Dataset entries
//! Qdrant vector store backend implementation.

use std::collections::HashMap;
use std::time::Duration;

use async_trait::async_trait;
use qdrant_client::{Qdrant, QdrantError};
use qdrant_client::qdrant::vectors_config::Config as VectorsConfig;
use qdrant_client::qdrant::{
    CreateCollectionBuilder, Distance, PointStruct, UpsertPointsBuilder, VectorParamsBuilder,
};
use tracing::{debug, info};

use super::{CollectionInfo, VectorStore};
use crate::error::VectorStoreError;
use crate::models::{Metric, VectorPoint, VectorStoreConfig};
use crate::utils::retry::is_grpc_rate_limited;

/// Qdrant vector store backend.
pub struct QdrantBackend {
    client: Qdrant,
    timeout: Duration,
}

impl QdrantBackend {
    /// Build a client and verify the server answers within the configured timeout.
    pub async fn connect(config: &VectorStoreConfig) -> Result<Self, VectorStoreError> {
        let url = config
            .url
            .as_deref()
            .ok_or_else(|| VectorStoreError::ConnectionError("QDRANT_URL is not set".into()))?;
        let timeout = Duration::from_secs(config.timeout_secs);

        let mut builder = Qdrant::from_url(url)
            .timeout(timeout)
            .connect_timeout(timeout);

        if let Some(ref api_key) = config.api_key {
            builder = builder.api_key(api_key.clone());
        }

        let client = builder
            .build()
            .map_err(|e| VectorStoreError::ConnectionError(e.to_string()))?;

        let backend = Self { client, timeout };
        backend.health_check().await?;
        info!(url, "connected to Qdrant");
        Ok(backend)
    }
}

fn distance_for(metric: Metric) -> Distance {
    match metric {
        Metric::Cosine => Distance::Cosine,
        Metric::Dot => Distance::Dot,
        Metric::Euclid => Distance::Euclid,
    }
}

fn metric_for(distance: i32) -> Option<Metric> {
    [Metric::Cosine, Metric::Dot, Metric::Euclid]
        .into_iter()
        .find(|m| distance_for(*m) as i32 == distance)
}

/// Payload stored with each point: the chunk text plus its provenance.
fn point_payload(
    point: &VectorPoint,
) -> Result<HashMap<String, qdrant_client::qdrant::Value>, serde_json::Error> {
    let chunk = &point.chunk;
    serde_json::from_value(serde_json::json!({
        "page_content": chunk.content,
        "metadata": {
            "source": chunk.source,
            "file_name": chunk.file_name,
            "page": chunk.page,
            "chunk_index": chunk.chunk_index,
            "document_id": chunk.document_id,
        },
    }))
}

/// Throttling is read from the gRPC status, never from message text.
fn is_throttled(error: &QdrantError) -> bool {
    match error {
        QdrantError::ResourceExhaustedError { .. } => true,
        QdrantError::ResponseError { status } => is_grpc_rate_limited(status.code()),
        _ => false,
    }
}

fn upsert_error(error: QdrantError) -> VectorStoreError {
    VectorStoreError::UpsertError {
        retryable: is_throttled(&error),
        message: error.to_string(),
    }
}

#[async_trait]
impl VectorStore for QdrantBackend {
    async fn health_check(&self) -> Result<(), VectorStoreError> {
        match tokio::time::timeout(self.timeout, self.client.health_check()).await {
            Ok(Ok(_)) => Ok(()),
            Ok(Err(e)) => Err(VectorStoreError::ConnectionError(e.to_string())),
            Err(_) => Err(VectorStoreError::ConnectionError(format!(
                "no response within {}s",
                self.timeout.as_secs()
            ))),
        }
    }

    async fn collection_info(&self, name: &str) -> Result<Option<CollectionInfo>, VectorStoreError> {
        let exists = self
            .client
            .collection_exists(name)
            .await
            .map_err(|e| VectorStoreError::ClientError(e.to_string()))?;
        if !exists {
            return Ok(None);
        }

        let response = self
            .client
            .collection_info(name)
            .await
            .map_err(|e| VectorStoreError::ClientError(e.to_string()))?;
        let info = response
            .result
            .ok_or_else(|| VectorStoreError::ClientError(format!("no info for {name}")))?;

        let vectors = info
            .config
            .and_then(|c| c.params)
            .and_then(|p| p.vectors_config)
            .and_then(|v| v.config);

        let params = match vectors {
            Some(VectorsConfig::Params(params)) => params,
            Some(VectorsConfig::ParamsMap(_)) => {
                return Err(VectorStoreError::CollectionCreation(format!(
                    "collection {name} uses named vectors"
                )));
            }
            None => {
                return Err(VectorStoreError::ClientError(format!(
                    "collection {name} has no vector config"
                )));
            }
        };

        let metric = metric_for(params.distance).ok_or_else(|| {
            VectorStoreError::CollectionCreation(format!(
                "collection {name} uses an unsupported distance ({})",
                params.distance
            ))
        })?;

        Ok(Some(CollectionInfo {
            name: name.to_string(),
            dimension: params.size,
            metric,
            points_count: info.points_count.unwrap_or(0),
        }))
    }

    async fn ensure_collection(
        &self,
        name: &str,
        dimension: u64,
        metric: Metric,
    ) -> Result<CollectionInfo, VectorStoreError> {
        let existing = self.collection_info(name).await.map_err(|e| match e {
            VectorStoreError::ClientError(msg) => VectorStoreError::CollectionCreation(msg),
            other => other,
        })?;

        if let Some(info) = existing {
            info.check_schema(dimension, metric)?;
            debug!(collection = name, points = info.points_count, "reusing collection");
            return Ok(info);
        }

        let create = CreateCollectionBuilder::new(name)
            .vectors_config(VectorParamsBuilder::new(dimension, distance_for(metric)));

        self.client
            .create_collection(create)
            .await
            .map_err(|e| VectorStoreError::CollectionCreation(e.to_string()))?;

        info!(collection = name, dimension, %metric, "created collection");
        Ok(CollectionInfo {
            name: name.to_string(),
            dimension,
            metric,
            points_count: 0,
        })
    }

    async fn upsert_batch(
        &self,
        collection: &str,
        points: Vec<VectorPoint>,
    ) -> Result<(), VectorStoreError> {
        if points.is_empty() {
            return Ok(());
        }

        let structs = points
            .iter()
            .map(|point| {
                let payload = point_payload(point).map_err(|e| VectorStoreError::UpsertError {
                    message: format!("payload for chunk {}: {e}", point.chunk.id),
                    retryable: false,
                })?;
                Ok(PointStruct::new(
                    point.chunk.id.clone(),
                    point.vector.clone(),
                    payload,
                ))
            })
            .collect::<Result<Vec<_>, VectorStoreError>>()?;

        let upsert = UpsertPointsBuilder::new(collection, structs).wait(true);

        self.client
            .upsert_points(upsert)
            .await
            .map_err(upsert_error)?;

        Ok(())
    }
}

#[cfg(test)]
mod tests {
    use super::*;
    use crate::models::Chunk;

    fn point() -> VectorPoint {
        VectorPoint {
            chunk: Chunk {
                id: Chunk::generate_id("doc", 3),
                document_id: "doc".to_string(),
                source: "/manuals/boiler.pdf".to_string(),
                file_name: "boiler.pdf".to_string(),
                page: 2,
                chunk_index: 3,
                start_offset: 0,
                overlap: 0,
                content: "Bleed the radiators once a year.".to_string(),
            },
            vector: vec![0.0; 4],
        }
    }

    #[test]
    fn test_metric_distance_mapping() {
        for metric in [Metric::Cosine, Metric::Dot, Metric::Euclid] {
            assert_eq!(metric_for(distance_for(metric) as i32), Some(metric));
        }
        assert_eq!(metric_for(Distance::Manhattan as i32), None);
    }

    #[test]
    fn test_point_payload_layout() {
        let payload = point_payload(&point()).unwrap();
        assert!(payload.contains_key("page_content"));
        assert!(payload.contains_key("metadata"));
        assert_eq!(payload.len(), 2);
    }

    #[test]
    fn test_upsert_error_classification() {
        let err = upsert_error(QdrantError::from(tonic::Status::resource_exhausted(
            "too many writes",
        )));
        assert!(matches!(err, VectorStoreError::UpsertError { retryable: true, .. }));

        let err = upsert_error(QdrantError::ResourceExhaustedError {
            status: tonic::Status::resource_exhausted("rate limiter"),
            retry_after_seconds: 2,
        });
        assert!(matches!(err, VectorStoreError::UpsertError { retryable: true, .. }));

        let err = upsert_error(QdrantError::from(tonic::Status::invalid_argument(
            "wrong vector size",
        )));
        assert!(matches!(err, VectorStoreError::UpsertError { retryable: false, .. }));
    }

    #[test]
    fn test_collection_name_digits_do_not_mark_throttling() {
        let err = upsert_error(QdrantError::from(tonic::Status::not_found(
            "Collection `Homecarepdf_1760429311` doesn't exist!",
        )));
        match err {
            VectorStoreError::UpsertError { message, retryable } => {
                assert!(!retryable);
                assert!(message.contains("Homecarepdf_1760429311"));
            }
            other => panic!("unexpected error: {other:?}"),
        }
    }
}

What you need to do: With "CreateCollectionBuilder" as the word to match, copy each line of the records that has it.

Result of this task:
    CreateCollectionBuilder, Distance, PointStruct, UpsertPointsBuilder, VectorParamsBuilder,
        let create = CreateCollectionBuilder::new(name)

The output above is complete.